# Task to complete:
Copy out every record below, word for word.

# Dataset records:
● ● ●

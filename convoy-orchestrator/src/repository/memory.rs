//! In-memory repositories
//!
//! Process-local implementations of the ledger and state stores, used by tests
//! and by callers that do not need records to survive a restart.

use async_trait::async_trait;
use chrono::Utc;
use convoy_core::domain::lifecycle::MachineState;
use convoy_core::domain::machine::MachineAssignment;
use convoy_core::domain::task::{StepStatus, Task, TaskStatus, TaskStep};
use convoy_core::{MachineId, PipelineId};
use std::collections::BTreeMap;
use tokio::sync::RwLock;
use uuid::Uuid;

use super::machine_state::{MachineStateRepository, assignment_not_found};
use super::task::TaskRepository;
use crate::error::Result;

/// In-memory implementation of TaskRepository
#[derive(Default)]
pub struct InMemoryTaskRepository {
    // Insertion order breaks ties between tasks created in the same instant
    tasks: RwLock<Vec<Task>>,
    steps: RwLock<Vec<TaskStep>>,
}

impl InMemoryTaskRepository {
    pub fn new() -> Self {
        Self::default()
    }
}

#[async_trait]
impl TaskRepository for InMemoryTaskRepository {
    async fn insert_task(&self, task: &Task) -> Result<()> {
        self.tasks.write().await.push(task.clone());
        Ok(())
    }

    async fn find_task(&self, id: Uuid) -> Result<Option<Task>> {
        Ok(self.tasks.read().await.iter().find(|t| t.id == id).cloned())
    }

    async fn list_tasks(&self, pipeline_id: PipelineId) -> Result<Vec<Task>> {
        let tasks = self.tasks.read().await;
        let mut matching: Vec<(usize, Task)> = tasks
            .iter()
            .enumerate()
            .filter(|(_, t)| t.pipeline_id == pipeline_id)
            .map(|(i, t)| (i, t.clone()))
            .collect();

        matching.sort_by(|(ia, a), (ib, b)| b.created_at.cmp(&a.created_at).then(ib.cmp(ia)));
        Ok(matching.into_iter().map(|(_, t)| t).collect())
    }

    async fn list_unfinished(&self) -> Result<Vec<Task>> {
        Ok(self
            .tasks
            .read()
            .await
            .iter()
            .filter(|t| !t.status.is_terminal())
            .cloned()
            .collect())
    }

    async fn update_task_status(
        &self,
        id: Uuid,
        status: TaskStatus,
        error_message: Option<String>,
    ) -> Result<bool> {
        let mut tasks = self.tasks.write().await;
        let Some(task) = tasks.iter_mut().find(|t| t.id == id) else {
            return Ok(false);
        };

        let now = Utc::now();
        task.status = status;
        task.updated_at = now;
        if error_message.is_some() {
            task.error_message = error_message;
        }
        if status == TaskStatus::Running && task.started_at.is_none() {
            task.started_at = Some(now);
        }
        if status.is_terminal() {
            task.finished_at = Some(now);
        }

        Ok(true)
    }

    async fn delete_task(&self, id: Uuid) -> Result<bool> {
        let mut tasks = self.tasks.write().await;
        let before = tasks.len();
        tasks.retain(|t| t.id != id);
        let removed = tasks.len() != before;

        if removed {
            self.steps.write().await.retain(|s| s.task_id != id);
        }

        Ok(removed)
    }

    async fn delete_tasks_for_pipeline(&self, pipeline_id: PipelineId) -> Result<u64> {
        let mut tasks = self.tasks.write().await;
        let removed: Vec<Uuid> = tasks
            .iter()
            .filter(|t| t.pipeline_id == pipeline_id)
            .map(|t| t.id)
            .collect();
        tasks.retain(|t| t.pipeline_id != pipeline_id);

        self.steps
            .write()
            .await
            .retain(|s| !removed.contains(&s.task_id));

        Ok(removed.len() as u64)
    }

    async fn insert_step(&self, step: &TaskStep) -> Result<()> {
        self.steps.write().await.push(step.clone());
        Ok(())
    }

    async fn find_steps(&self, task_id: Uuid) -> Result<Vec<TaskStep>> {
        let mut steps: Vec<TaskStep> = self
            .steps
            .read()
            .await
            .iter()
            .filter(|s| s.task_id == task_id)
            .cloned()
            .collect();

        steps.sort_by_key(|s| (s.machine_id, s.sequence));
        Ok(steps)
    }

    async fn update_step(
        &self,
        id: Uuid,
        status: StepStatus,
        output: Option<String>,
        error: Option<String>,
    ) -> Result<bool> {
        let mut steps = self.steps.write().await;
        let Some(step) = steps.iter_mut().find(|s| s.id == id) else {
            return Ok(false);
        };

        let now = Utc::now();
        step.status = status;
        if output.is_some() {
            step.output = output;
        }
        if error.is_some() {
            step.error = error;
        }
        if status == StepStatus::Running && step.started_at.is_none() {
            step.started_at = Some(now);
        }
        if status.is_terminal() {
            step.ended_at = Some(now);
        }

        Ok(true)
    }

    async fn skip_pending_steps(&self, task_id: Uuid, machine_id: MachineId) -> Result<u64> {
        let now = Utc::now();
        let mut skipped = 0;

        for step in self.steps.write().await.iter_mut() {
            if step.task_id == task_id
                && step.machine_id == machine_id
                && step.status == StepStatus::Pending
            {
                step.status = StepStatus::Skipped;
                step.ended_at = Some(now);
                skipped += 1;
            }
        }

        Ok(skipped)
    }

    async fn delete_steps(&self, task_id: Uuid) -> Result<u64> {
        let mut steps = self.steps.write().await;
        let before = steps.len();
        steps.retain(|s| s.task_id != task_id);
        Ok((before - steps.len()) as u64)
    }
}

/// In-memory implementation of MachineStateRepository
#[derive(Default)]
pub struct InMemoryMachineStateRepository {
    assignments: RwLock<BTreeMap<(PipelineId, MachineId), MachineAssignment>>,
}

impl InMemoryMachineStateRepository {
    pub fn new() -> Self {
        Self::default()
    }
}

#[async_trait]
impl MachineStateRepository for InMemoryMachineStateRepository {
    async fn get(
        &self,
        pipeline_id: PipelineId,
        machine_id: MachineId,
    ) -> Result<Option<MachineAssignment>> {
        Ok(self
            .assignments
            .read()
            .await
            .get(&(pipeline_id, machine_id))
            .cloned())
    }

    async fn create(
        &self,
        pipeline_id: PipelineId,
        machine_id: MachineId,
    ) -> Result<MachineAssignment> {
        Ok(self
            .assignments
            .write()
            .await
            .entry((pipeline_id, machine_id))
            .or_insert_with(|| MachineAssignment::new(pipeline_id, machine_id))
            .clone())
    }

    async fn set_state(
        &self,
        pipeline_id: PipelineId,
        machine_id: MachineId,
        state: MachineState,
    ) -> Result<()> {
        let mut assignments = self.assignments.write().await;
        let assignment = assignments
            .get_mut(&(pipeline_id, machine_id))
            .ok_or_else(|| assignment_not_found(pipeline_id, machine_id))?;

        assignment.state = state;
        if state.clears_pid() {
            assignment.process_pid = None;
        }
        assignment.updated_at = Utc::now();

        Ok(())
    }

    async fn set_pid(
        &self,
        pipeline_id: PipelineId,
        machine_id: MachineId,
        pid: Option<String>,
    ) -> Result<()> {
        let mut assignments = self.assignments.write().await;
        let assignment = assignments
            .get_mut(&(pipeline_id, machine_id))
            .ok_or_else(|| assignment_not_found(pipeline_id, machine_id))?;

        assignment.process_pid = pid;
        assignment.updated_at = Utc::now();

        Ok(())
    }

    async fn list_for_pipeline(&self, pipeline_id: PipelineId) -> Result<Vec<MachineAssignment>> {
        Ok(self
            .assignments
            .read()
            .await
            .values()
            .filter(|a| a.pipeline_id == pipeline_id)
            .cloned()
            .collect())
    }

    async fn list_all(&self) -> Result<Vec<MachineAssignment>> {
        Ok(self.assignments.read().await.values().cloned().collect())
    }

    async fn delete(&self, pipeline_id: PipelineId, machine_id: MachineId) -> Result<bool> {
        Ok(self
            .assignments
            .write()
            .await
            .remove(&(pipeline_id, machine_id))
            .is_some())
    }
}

● ● ●

# Task result:
filename convoy-orchestrator/src/repository/memory.rs
//! In-memory repositories
//!
//! Process-local implementations of the ledger and state stores, used by tests
//! and by callers that do not need records to survive a restart.

use async_trait::async_trait;
use chrono::Utc;
use convoy_core::domain::lifecycle::MachineState;
use convoy_core::domain::machine::MachineAssignment;
use convoy_core::domain::task::{StepStatus, Task, TaskStatus, TaskStep};
use convoy_core::{MachineId, PipelineId};
use std::collections::BTreeMap;
use tokio::sync::RwLock;
use uuid::Uuid;

use super::machine_state::{MachineStateRepository, assignment_not_found};
use super::task::TaskRepository;
use crate::error::Result;

/// In-memory implementation of TaskRepository
#[derive(Default)]
pub struct InMemoryTaskRepository {
    // Insertion order breaks ties between tasks created in the same instant
    tasks: RwLock<Vec<Task>>,
    steps: RwLock<Vec<TaskStep>>,
}

impl InMemoryTaskRepository {
    pub fn new() -> Self {
        Self::default()
    }
}

#[async_trait]
impl TaskRepository for InMemoryTaskRepository {
    async fn insert_task(&self, task: &Task) -> Result<()> {
        self.tasks.write().await.push(task.clone());
        Ok(())
    }

    async fn find_task(&self, id: Uuid) -> Result<Option<Task>> {
        Ok(self.tasks.read().await.iter().find(|t| t.id == id).cloned())
    }

    async fn list_tasks(&self, pipeline_id: PipelineId) -> Result<Vec<Task>> {
        let tasks = self.tasks.read().await;
        let mut matching: Vec<(usize, Task)> = tasks
            .iter()
            .enumerate()
            .filter(|(_, t)| t.pipeline_id == pipeline_id)
            .map(|(i, t)| (i, t.clone()))
            .collect();

        matching.sort_by(|(ia, a), (ib, b)| b.created_at.cmp(&a.created_at).then(ib.cmp(ia)));
        Ok(matching.into_iter().map(|(_, t)| t).collect())
    }

    async fn list_unfinished(&self) -> Result<Vec<Task>> {
        Ok(self
            .tasks
            .read()
            .await
            .iter()
            .filter(|t| !t.status.is_terminal())
            .cloned()
            .collect())
    }

    async fn update_task_status(
        &self,
        id: Uuid,
        status: TaskStatus,
        error_message: Option<String>,
    ) -> Result<bool> {
        let mut tasks = self.tasks.write().await;
        let Some(task) = tasks.iter_mut().find(|t| t.id == id) else {
            return Ok(false);
        };

        let now = Utc::now();
        task.status = status;
        task.updated_at = now;
        if error_message.is_some() {
            task.error_message = error_message;
        }
        if status == TaskStatus::Running && task.started_at.is_none() {
            task.started_at = Some(now);
        }
        if status.is_terminal() {
            task.finished_at = Some(now);
        }

        Ok(true)
    }

    async fn delete_task(&self, id: Uuid) -> Result<bool> {
        let mut tasks = self.tasks.write().await;
        let before = tasks.len();
        tasks.retain(|t| t.id != id);
        let removed = tasks.len() != before;

        if removed {
            self.steps.write().await.retain(|s| s.task_id != id);
        }

        Ok(removed)
    }

    async fn delete_tasks_for_pipeline(&self, pipeline_id: PipelineId) -> Result<u64> {
        let mut tasks = self.tasks.write().await;
        let removed: Vec<Uuid> = tasks
            .iter()
            .filter(|t| t.pipeline_id == pipeline_id)
            .map(|t| t.id)
            .collect();
        tasks.retain(|t| t.pipeline_id != pipeline_id);

        self.steps
            .write()
            .await
            .retain(|s| !removed.contains(&s.task_id));

        Ok(removed.len() as u64)
    }

    async fn insert_step(&self, step: &TaskStep) -> Result<()> {
        self.steps.write().await.push(step.clone());
        Ok(())
    }

    async fn find_steps(&self, task_id: Uuid) -> Result<Vec<TaskStep>> {
        let mut steps: Vec<TaskStep> = self
            .steps
            .read()
            .await
            .iter()
            .filter(|s| s.task_id == task_id)
            .cloned()
            .collect();

        steps.sort_by_key(|s| (s.machine_id, s.sequence));
        Ok(steps)
    }

    async fn update_step(
        &self,
        id: Uuid,
        status: StepStatus,
        output: Option<String>,
        error: Option<String>,
    ) -> Result<bool> {
        let mut steps = self.steps.write().await;
        let Some(step) = steps.iter_mut().find(|s| s.id == id) else {
            return Ok(false);
        };

        let now = Utc::now();
        step.status = status;
        if output.is_some() {
            step.output = output;
        }
        if error.is_some() {
            step.error = error;
        }
        if status == StepStatus::Running && step.started_at.is_none() {
            step.started_at = Some(now);
        }
        if status.is_terminal() {
            step.ended_at = Some(now);
        }

        Ok(true)
    }

    async fn skip_pending_steps(&self, task_id: Uuid, machine_id: MachineId) -> Result<u64> {
        let now = Utc::now();
        let mut skipped = 0;

        for step in self.steps.write().await.iter_mut() {
            if step.task_id == task_id
                && step.machine_id == machine_id
                && step.status == StepStatus::Pending
            {
                step.status = StepStatus::Skipped;
                step.ended_at = Some(now);
                skipped += 1;
            }
        }

        Ok(skipped)
    }

    async fn delete_steps(&self, task_id: Uuid) -> Result<u64> {
        let mut steps = self.steps.write().await;
        let before = steps.len();
        steps.retain(|s| s.task_id != task_id);
        Ok((before - steps.len()) as u64)
    }
}

/// In-memory implementation of MachineStateRepository
#[derive(Default)]
pub struct InMemoryMachineStateRepository {
    assignments: RwLock<BTreeMap<(PipelineId, MachineId), MachineAssignment>>,
}

impl InMemoryMachineStateRepository {
    pub fn new() -> Self {
        Self::default()
    }
}

#[async_trait]
impl MachineStateRepository for InMemoryMachineStateRepository {
    async fn get(
        &self,
        pipeline_id: PipelineId,
        machine_id: MachineId,
    ) -> Result<Option<MachineAssignment>> {
        Ok(self
            .assignments
            .read()
            .await
            .get(&(pipeline_id, machine_id))
            .cloned())
    }

    async fn create(
        &self,
        pipeline_id: PipelineId,
        machine_id: MachineId,
    ) -> Result<MachineAssignment> {
        Ok(self
            .assignments
            .write()
            .await
            .entry((pipeline_id, machine_id))
            .or_insert_with(|| MachineAssignment::new(pipeline_id, machine_id))
            .clone())
    }

    async fn set_state(
        &self,
        pipeline_id: PipelineId,
        machine_id: MachineId,
        state: MachineState,
    ) -> Result<()> {
        let mut assignments = self.assignments.write().await;
        let assignment = assignments
            .get_mut(&(pipeline_id, machine_id))
            .ok_or_else(|| assignment_not_found(pipeline_id, machine_id))?;

        assignment.state = state;
        if state.clears_pid() {
            assignment.process_pid = None;
        }
        assignment.updated_at = Utc::now();

        Ok(())
    }

    async fn set_pid(
        &self,
        pipeline_id: PipelineId,
        machine_id: MachineId,
        pid: Option<String>,
    ) -> Result<()> {
        let mut assignments = self.assignments.write().await;
        let assignment = assignments
            .get_mut(&(pipeline_id, machine_id))
            .ok_or_else(|| assignment_not_found(pipeline_id, machine_id))?;

        assignment.process_pid = pid;
        assignment.updated_at = Utc::now();

        Ok(())
    }

    async fn list_for_pipeline(&self, pipeline_id: PipelineId) -> Result<Vec<MachineAssignment>> {
        Ok(self
            .assignments
            .read()
            .await
            .values()
            .filter(|a| a.pipeline_id == pipeline_id)
            .cloned()
            .collect())
    }

    async fn list_all(&self) -> Result<Vec<MachineAssignment>> {
        Ok(self.assignments.read().await.values().cloned().collect())
    }

    async fn delete(&self, pipeline_id: PipelineId, machine_id: MachineId) -> Result<bool> {
        Ok(self
            .assignments
            .write()
            .await
            .remove(&(pipeline_id, machine_id))
            .is_some())
    }
}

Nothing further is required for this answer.